■ **RECORDED INFORMATION**:
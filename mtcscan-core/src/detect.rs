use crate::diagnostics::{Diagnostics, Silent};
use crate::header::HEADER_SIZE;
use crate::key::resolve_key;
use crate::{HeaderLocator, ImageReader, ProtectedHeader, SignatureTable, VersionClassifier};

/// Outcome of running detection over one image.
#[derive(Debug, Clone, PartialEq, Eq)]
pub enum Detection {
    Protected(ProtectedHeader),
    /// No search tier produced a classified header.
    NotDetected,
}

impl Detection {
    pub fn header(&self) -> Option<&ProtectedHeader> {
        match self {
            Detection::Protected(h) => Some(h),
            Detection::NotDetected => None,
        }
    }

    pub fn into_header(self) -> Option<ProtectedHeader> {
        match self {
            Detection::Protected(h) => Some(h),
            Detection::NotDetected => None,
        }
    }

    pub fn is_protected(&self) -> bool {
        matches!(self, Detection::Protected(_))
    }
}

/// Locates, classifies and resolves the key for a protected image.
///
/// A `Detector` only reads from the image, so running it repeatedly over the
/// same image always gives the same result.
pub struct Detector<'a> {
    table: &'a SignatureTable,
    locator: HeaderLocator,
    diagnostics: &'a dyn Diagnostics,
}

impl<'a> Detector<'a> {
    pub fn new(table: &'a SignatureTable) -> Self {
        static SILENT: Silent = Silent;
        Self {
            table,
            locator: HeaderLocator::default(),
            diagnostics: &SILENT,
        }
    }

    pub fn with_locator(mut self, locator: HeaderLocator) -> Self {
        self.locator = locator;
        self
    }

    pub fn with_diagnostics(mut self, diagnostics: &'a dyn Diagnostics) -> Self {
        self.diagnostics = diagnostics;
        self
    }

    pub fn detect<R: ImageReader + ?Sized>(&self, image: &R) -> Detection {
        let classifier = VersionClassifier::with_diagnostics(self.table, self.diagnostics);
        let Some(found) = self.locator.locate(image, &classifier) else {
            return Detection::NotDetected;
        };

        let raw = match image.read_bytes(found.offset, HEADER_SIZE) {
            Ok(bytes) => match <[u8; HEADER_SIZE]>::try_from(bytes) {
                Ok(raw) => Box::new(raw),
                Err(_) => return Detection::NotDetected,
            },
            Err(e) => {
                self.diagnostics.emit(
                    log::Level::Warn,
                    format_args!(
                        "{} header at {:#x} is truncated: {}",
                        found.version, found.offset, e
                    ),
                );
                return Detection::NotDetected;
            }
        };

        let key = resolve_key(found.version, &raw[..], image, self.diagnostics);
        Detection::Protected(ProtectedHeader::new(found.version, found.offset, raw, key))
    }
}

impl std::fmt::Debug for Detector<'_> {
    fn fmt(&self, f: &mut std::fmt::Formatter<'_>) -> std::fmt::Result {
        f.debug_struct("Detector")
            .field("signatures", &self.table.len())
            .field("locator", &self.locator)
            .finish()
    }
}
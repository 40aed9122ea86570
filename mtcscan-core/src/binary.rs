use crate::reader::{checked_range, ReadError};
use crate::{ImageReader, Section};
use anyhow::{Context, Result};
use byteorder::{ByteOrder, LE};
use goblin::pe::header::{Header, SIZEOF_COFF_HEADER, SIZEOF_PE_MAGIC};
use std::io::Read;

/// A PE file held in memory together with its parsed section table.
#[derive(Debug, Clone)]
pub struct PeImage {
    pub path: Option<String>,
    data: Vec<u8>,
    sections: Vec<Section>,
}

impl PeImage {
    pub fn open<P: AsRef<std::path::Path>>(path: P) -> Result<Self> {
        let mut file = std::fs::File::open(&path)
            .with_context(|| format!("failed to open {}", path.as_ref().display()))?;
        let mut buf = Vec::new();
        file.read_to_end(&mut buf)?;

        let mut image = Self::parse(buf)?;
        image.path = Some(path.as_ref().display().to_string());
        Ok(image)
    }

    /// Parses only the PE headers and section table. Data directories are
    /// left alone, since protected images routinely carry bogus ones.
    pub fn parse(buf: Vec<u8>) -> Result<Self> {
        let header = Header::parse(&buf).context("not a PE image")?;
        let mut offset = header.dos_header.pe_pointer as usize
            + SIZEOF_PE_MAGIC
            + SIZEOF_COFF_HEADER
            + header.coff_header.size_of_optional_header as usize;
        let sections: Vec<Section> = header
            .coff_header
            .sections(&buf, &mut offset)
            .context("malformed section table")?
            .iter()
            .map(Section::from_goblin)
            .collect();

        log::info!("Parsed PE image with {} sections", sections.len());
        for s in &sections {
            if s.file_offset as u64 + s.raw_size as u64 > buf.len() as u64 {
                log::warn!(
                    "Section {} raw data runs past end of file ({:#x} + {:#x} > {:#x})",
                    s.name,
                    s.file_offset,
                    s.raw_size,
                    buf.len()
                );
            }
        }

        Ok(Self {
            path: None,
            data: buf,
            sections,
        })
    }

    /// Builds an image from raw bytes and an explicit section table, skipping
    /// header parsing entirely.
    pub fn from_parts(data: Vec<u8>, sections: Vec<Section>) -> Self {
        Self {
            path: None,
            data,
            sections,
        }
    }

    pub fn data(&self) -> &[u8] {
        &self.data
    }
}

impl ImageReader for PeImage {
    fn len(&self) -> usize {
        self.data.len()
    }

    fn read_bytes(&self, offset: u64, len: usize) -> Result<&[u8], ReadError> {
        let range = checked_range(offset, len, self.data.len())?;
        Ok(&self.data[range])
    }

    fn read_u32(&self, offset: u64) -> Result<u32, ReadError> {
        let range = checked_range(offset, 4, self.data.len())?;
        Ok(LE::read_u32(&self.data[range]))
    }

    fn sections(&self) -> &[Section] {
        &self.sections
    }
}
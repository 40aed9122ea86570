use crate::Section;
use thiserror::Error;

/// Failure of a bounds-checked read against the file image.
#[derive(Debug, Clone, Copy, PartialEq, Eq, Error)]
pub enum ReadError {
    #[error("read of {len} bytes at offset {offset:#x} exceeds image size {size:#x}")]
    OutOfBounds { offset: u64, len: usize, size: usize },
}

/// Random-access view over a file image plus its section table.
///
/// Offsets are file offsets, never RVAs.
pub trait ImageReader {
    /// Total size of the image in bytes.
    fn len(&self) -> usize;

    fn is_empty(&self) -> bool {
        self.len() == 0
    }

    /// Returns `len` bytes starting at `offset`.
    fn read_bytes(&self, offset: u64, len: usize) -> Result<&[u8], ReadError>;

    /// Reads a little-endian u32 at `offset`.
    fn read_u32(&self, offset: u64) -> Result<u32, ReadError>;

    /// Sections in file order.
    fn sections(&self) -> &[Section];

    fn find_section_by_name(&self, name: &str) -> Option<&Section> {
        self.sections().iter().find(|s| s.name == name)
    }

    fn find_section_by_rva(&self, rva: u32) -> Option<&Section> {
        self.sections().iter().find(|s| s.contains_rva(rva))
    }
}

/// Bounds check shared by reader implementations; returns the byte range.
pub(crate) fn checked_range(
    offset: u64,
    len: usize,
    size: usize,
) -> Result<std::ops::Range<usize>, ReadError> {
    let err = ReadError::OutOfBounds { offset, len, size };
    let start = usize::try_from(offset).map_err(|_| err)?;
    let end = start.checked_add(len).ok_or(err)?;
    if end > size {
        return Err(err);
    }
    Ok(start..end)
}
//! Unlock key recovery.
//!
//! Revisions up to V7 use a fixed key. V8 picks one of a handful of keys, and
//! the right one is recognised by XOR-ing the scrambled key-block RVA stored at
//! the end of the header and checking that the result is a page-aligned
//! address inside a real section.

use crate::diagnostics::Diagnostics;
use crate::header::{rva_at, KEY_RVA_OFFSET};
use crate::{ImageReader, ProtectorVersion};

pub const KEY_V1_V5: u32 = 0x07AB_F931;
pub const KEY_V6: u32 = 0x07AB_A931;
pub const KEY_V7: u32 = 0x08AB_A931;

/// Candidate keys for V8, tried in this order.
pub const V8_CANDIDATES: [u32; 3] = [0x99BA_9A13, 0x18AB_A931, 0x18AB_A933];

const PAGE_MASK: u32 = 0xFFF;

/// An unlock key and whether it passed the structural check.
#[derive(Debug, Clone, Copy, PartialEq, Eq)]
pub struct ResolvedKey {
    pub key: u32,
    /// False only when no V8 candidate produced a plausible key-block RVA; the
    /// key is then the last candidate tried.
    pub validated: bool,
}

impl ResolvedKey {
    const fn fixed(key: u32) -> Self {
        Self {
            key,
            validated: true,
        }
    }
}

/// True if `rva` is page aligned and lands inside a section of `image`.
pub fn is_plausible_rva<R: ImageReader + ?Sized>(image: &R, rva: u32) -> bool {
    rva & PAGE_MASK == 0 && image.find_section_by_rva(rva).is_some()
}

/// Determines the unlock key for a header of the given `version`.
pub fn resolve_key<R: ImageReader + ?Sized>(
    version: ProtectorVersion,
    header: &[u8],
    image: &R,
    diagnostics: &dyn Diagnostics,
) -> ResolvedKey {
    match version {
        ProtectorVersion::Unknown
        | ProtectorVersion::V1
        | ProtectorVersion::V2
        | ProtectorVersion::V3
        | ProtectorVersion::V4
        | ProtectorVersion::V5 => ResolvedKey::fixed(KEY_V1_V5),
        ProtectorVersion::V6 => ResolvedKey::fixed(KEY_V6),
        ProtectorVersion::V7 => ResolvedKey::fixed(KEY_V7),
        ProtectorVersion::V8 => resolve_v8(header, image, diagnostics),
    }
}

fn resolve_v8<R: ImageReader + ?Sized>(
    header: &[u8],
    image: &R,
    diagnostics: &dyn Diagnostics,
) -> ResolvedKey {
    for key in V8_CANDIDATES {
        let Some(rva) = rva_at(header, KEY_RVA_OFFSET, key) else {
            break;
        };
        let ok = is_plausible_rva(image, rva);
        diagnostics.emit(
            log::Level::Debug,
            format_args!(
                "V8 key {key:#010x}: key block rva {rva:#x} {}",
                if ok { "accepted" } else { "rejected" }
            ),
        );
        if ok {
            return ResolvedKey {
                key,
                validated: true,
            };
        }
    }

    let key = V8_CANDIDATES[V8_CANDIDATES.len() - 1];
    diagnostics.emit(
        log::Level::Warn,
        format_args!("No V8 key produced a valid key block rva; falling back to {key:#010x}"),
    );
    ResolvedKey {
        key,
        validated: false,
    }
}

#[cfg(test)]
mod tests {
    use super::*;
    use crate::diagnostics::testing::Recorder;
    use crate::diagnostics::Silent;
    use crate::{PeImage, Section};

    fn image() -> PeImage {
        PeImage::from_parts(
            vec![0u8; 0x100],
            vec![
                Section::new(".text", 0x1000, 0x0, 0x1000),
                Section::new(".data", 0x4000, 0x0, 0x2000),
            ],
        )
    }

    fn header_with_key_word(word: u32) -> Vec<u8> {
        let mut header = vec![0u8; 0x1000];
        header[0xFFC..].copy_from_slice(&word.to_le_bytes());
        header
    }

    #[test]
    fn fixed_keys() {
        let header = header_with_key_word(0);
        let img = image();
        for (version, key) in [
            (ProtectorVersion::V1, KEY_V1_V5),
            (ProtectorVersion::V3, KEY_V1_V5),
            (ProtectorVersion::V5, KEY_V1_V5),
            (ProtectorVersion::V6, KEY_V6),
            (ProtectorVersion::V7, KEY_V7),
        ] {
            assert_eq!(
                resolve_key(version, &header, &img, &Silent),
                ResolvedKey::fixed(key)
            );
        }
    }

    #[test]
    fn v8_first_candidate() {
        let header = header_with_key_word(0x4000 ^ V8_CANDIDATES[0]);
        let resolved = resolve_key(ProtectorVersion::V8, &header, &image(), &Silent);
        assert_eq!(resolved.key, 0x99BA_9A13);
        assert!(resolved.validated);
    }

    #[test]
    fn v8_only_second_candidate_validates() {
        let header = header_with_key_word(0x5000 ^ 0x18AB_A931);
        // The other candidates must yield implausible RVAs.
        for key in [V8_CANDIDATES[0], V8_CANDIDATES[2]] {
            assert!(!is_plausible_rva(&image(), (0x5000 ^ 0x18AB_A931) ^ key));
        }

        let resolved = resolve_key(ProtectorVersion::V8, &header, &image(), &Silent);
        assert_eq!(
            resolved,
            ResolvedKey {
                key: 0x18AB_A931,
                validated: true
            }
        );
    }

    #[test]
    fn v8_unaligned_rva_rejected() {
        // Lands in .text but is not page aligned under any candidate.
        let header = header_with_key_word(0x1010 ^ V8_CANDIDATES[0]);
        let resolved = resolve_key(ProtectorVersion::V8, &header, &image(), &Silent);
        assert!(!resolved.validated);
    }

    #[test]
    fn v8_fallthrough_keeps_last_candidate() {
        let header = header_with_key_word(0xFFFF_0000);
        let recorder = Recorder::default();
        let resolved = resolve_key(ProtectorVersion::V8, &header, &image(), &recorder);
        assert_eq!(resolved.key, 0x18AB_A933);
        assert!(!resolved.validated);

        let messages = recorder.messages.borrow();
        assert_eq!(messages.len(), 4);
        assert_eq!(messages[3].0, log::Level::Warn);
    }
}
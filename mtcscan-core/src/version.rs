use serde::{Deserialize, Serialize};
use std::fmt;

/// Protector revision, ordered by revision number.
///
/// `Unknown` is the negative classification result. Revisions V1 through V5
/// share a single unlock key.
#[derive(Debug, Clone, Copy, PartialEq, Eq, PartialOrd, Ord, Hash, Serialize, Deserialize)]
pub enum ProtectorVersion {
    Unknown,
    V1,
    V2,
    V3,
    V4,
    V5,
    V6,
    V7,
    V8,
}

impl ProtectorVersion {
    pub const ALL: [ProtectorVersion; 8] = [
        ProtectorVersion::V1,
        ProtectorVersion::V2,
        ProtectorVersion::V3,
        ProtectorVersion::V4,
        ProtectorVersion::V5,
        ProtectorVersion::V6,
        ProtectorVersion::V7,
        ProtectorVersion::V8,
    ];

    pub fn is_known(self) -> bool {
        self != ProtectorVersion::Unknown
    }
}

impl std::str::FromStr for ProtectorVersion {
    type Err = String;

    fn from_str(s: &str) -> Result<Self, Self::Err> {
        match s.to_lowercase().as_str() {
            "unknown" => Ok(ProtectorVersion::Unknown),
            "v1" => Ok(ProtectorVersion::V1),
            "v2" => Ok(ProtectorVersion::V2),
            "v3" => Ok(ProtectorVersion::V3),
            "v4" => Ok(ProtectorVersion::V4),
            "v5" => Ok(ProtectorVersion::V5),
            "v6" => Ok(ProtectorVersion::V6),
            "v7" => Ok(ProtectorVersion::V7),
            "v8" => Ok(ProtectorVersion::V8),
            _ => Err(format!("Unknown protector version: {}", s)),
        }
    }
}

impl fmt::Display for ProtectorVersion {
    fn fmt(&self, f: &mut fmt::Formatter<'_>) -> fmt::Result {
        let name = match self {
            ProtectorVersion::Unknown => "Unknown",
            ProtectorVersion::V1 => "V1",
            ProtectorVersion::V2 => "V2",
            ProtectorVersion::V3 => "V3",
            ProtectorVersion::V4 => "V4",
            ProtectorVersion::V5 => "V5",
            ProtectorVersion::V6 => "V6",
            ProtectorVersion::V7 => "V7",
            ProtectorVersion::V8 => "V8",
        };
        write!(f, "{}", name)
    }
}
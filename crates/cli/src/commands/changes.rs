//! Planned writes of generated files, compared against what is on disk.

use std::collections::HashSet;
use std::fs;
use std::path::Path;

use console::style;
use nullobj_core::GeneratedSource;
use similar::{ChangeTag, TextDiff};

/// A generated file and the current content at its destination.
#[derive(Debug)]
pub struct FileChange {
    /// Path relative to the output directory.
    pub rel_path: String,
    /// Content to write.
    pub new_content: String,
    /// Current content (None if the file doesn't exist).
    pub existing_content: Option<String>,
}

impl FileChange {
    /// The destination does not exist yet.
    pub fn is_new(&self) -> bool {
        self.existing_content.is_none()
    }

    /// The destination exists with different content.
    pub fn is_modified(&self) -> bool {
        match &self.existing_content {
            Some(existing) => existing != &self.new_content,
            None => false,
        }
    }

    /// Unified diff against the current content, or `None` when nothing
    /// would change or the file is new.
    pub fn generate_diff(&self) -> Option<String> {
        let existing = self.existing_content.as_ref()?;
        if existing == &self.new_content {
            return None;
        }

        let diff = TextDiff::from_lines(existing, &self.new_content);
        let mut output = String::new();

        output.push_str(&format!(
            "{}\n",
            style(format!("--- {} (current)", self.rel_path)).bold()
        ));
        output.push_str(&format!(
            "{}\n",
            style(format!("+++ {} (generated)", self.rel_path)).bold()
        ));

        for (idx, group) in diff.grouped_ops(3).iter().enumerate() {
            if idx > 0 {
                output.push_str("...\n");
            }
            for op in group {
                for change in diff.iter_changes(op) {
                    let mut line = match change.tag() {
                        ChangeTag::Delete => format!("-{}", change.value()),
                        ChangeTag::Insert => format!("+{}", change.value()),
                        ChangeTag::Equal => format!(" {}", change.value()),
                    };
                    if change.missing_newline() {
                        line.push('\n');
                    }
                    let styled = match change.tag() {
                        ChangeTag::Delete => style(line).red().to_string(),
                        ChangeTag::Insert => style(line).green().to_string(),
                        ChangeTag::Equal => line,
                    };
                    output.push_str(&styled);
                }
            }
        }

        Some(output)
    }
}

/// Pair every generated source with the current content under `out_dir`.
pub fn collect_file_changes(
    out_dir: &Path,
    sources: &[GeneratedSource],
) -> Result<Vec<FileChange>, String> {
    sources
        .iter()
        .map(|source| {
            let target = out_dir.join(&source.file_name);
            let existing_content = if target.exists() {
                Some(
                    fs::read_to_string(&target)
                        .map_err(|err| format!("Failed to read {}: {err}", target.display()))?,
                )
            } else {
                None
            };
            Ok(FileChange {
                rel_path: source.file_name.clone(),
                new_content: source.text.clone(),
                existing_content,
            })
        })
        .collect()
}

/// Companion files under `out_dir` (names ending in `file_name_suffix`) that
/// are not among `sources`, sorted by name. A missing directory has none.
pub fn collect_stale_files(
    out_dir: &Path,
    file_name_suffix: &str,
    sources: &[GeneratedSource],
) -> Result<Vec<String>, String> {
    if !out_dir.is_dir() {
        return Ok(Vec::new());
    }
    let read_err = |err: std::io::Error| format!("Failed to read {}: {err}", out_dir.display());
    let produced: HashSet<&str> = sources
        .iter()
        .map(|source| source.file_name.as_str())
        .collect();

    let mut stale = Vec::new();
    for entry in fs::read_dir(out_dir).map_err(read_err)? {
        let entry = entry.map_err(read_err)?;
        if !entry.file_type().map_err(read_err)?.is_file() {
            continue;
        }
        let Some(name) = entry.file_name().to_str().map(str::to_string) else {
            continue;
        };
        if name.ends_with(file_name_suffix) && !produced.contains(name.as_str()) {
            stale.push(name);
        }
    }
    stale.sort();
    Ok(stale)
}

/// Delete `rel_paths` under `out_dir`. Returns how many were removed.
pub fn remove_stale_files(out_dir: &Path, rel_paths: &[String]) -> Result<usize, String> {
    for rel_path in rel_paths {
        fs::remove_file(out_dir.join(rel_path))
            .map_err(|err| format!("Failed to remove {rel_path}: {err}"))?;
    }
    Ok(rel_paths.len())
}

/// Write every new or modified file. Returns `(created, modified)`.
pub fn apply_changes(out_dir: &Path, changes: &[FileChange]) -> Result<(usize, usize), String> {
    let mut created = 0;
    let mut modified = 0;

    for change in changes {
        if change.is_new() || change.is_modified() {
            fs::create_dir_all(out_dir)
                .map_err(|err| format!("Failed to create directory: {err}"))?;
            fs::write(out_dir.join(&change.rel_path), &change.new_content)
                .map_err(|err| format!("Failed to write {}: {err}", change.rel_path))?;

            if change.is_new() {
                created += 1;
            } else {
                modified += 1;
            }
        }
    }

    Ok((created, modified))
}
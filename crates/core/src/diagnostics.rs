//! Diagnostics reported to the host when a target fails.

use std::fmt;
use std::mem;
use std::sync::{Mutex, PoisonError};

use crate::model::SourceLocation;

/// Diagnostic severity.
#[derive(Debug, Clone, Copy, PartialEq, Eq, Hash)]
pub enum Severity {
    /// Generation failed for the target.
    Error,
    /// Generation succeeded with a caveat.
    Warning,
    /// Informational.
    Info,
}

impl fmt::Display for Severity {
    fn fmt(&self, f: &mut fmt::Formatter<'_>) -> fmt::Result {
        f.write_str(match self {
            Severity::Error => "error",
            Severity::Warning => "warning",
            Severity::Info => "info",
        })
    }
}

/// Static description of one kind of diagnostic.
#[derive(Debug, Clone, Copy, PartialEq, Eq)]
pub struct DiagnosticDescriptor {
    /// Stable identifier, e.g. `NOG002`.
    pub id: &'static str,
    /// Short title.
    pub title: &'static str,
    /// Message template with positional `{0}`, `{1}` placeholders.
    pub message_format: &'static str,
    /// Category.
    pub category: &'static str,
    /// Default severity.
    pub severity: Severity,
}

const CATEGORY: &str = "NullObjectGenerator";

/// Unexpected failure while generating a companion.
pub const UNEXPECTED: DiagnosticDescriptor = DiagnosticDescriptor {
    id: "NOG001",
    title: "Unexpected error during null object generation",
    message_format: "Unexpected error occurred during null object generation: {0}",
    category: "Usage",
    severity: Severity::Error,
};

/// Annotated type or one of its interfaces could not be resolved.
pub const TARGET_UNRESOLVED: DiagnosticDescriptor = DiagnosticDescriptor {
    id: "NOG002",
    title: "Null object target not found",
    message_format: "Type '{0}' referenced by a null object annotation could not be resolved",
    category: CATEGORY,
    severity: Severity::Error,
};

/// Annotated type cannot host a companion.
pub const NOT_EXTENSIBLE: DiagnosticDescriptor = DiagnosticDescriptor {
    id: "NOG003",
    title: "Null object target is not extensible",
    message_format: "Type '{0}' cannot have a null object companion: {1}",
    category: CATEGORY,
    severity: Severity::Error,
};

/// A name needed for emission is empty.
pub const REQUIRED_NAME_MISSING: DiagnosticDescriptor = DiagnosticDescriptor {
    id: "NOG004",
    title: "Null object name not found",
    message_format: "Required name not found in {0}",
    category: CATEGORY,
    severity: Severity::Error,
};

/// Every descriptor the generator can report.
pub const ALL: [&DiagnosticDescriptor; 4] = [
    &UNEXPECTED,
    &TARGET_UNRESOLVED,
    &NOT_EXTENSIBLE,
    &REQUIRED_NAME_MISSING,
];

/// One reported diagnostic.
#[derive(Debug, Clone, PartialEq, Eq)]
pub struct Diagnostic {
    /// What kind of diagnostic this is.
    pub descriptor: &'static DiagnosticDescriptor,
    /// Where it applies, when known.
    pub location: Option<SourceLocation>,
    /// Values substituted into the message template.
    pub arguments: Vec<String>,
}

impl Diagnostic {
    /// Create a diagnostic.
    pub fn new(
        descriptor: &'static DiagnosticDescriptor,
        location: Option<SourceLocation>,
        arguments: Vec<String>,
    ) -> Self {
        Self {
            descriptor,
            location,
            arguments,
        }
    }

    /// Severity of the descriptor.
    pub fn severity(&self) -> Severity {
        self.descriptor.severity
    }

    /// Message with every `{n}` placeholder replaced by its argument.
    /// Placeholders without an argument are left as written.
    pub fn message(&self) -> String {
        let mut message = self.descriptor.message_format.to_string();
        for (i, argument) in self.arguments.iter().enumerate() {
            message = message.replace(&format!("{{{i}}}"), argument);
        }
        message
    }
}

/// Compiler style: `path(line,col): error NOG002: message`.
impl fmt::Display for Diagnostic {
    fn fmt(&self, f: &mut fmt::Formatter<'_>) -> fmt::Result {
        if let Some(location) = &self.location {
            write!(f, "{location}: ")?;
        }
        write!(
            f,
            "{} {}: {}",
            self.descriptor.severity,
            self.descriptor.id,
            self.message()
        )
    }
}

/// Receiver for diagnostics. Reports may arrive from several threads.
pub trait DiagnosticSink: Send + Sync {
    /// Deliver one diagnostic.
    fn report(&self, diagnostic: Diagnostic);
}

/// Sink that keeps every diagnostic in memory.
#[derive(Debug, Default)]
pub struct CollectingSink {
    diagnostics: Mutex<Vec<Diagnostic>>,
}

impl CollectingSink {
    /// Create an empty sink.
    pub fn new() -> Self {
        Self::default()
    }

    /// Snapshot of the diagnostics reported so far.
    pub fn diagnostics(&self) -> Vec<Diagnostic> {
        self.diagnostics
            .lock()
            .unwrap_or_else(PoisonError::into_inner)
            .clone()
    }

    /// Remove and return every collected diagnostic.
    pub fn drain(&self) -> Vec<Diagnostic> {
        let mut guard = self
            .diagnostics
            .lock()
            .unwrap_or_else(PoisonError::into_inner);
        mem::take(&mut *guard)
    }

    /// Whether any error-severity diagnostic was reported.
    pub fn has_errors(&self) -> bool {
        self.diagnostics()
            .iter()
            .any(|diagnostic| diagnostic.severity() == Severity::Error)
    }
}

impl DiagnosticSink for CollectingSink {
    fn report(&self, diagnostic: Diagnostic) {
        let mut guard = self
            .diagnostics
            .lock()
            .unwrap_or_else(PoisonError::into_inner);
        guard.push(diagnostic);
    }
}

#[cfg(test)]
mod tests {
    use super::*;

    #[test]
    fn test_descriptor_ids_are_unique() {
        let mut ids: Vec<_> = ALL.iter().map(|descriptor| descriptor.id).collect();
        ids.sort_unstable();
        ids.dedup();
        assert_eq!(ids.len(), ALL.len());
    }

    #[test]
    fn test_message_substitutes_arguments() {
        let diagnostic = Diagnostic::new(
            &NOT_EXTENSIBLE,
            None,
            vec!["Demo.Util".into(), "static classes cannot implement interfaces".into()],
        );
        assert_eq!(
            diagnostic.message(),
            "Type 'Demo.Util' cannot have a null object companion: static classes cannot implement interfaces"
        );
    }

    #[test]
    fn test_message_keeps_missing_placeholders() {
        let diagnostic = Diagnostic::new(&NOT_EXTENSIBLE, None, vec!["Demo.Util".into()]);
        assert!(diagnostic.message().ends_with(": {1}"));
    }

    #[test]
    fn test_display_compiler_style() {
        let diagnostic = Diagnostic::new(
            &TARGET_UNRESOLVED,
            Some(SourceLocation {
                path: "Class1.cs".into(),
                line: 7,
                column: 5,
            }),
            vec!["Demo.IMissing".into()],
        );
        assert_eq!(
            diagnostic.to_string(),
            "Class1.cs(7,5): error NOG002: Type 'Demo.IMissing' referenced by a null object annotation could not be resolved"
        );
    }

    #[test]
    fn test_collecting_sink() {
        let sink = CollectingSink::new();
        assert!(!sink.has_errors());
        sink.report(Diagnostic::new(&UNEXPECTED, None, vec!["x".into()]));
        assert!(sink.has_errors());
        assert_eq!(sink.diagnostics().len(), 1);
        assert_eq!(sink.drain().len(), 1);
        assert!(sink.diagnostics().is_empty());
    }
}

■ **EXERCISE GOAL**: What is needed is a single number: how many lines of the data contain the word "OutOfBounds".

■ **EXPECTED ANSWER**: 2